- [SUPPLIED INFORMATION]
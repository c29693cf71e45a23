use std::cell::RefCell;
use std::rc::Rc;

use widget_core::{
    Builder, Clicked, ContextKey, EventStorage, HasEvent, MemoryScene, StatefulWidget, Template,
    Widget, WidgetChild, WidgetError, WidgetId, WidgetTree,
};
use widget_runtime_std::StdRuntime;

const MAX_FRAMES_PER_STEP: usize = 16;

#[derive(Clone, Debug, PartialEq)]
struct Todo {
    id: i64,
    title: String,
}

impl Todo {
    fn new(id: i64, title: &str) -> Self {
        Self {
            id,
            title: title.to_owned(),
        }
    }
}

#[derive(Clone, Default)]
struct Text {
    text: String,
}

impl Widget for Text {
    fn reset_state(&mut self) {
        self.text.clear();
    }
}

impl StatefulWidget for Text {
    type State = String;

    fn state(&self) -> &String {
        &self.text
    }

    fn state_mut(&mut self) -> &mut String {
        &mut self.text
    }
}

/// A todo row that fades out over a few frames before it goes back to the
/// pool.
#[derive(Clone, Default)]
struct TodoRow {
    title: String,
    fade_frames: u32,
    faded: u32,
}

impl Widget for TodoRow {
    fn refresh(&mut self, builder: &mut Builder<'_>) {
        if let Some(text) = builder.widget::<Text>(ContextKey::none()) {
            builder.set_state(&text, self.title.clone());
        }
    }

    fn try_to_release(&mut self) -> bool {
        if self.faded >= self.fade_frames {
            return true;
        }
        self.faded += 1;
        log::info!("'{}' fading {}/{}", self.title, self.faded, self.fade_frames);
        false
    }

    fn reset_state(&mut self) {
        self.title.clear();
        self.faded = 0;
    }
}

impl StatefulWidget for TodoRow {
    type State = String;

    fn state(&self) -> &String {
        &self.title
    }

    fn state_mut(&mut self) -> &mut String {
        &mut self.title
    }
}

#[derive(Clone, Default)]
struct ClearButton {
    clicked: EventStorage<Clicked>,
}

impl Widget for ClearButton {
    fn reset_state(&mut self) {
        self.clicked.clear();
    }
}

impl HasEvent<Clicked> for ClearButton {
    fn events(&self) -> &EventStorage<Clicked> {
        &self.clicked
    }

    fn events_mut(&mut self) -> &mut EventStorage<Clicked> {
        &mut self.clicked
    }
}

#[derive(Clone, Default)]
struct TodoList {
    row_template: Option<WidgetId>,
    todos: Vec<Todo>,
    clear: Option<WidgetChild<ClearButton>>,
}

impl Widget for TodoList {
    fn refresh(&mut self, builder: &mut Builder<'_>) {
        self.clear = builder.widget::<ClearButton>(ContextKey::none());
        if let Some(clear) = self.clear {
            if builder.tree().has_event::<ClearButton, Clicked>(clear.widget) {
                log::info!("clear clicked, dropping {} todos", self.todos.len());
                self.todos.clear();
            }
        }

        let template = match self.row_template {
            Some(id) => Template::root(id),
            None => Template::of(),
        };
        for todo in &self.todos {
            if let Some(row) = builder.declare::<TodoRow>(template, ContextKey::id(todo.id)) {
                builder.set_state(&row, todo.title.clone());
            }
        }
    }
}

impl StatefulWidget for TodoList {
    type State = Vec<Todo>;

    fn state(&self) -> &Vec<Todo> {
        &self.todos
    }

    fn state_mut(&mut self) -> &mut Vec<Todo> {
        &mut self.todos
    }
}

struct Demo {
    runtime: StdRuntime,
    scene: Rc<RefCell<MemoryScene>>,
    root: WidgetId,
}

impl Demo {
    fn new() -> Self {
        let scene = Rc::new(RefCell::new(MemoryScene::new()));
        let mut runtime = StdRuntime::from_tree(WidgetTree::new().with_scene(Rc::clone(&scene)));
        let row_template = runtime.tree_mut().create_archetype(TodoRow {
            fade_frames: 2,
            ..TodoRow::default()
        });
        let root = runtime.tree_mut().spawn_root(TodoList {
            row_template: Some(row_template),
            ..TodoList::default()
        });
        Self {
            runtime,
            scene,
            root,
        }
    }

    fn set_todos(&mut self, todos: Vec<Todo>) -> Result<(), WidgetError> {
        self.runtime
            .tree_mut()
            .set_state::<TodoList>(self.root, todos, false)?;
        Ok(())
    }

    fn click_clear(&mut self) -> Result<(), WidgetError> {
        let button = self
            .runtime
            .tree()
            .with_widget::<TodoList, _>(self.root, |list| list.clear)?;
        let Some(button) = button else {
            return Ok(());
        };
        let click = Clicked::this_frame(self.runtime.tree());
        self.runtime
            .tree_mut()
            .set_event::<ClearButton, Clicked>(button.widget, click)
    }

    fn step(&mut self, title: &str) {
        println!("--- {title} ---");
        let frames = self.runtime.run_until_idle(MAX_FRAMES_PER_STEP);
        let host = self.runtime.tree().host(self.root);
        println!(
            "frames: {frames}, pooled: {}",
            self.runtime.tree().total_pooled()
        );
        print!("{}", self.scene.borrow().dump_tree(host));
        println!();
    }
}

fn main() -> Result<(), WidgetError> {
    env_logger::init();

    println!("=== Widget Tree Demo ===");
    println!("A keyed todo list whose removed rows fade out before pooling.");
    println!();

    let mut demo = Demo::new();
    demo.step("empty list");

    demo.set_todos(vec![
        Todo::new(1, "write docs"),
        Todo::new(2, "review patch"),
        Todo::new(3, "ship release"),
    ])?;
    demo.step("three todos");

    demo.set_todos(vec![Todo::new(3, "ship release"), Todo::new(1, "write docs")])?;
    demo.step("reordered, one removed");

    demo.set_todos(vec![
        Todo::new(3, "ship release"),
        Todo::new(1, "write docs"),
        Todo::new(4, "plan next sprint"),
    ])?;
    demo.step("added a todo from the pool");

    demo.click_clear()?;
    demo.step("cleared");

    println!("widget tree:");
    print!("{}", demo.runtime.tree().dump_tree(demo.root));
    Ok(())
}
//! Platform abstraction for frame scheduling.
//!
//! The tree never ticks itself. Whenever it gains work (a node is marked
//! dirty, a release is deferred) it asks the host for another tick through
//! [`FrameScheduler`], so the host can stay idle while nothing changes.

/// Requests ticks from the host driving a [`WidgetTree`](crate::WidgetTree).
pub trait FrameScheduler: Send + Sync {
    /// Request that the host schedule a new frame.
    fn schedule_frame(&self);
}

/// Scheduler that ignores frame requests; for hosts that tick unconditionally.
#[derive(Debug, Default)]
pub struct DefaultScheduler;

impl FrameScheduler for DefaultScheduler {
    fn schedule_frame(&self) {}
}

- [TASK STATEMENT] Spot the lines above that mention "ContextKey" and copy them.

- [OUTPUT OF THE TASK]
    Builder, Clicked, ContextKey, EventStorage, HasEvent, MemoryScene, StatefulWidget, Template,
        if let Some(text) = builder.widget::<Text>(ContextKey::none()) {
        self.clear = builder.widget::<ClearButton>(ContextKey::none());
            if let Some(row) = builder.declare::<TodoRow>(template, ContextKey::id(todo.id)) {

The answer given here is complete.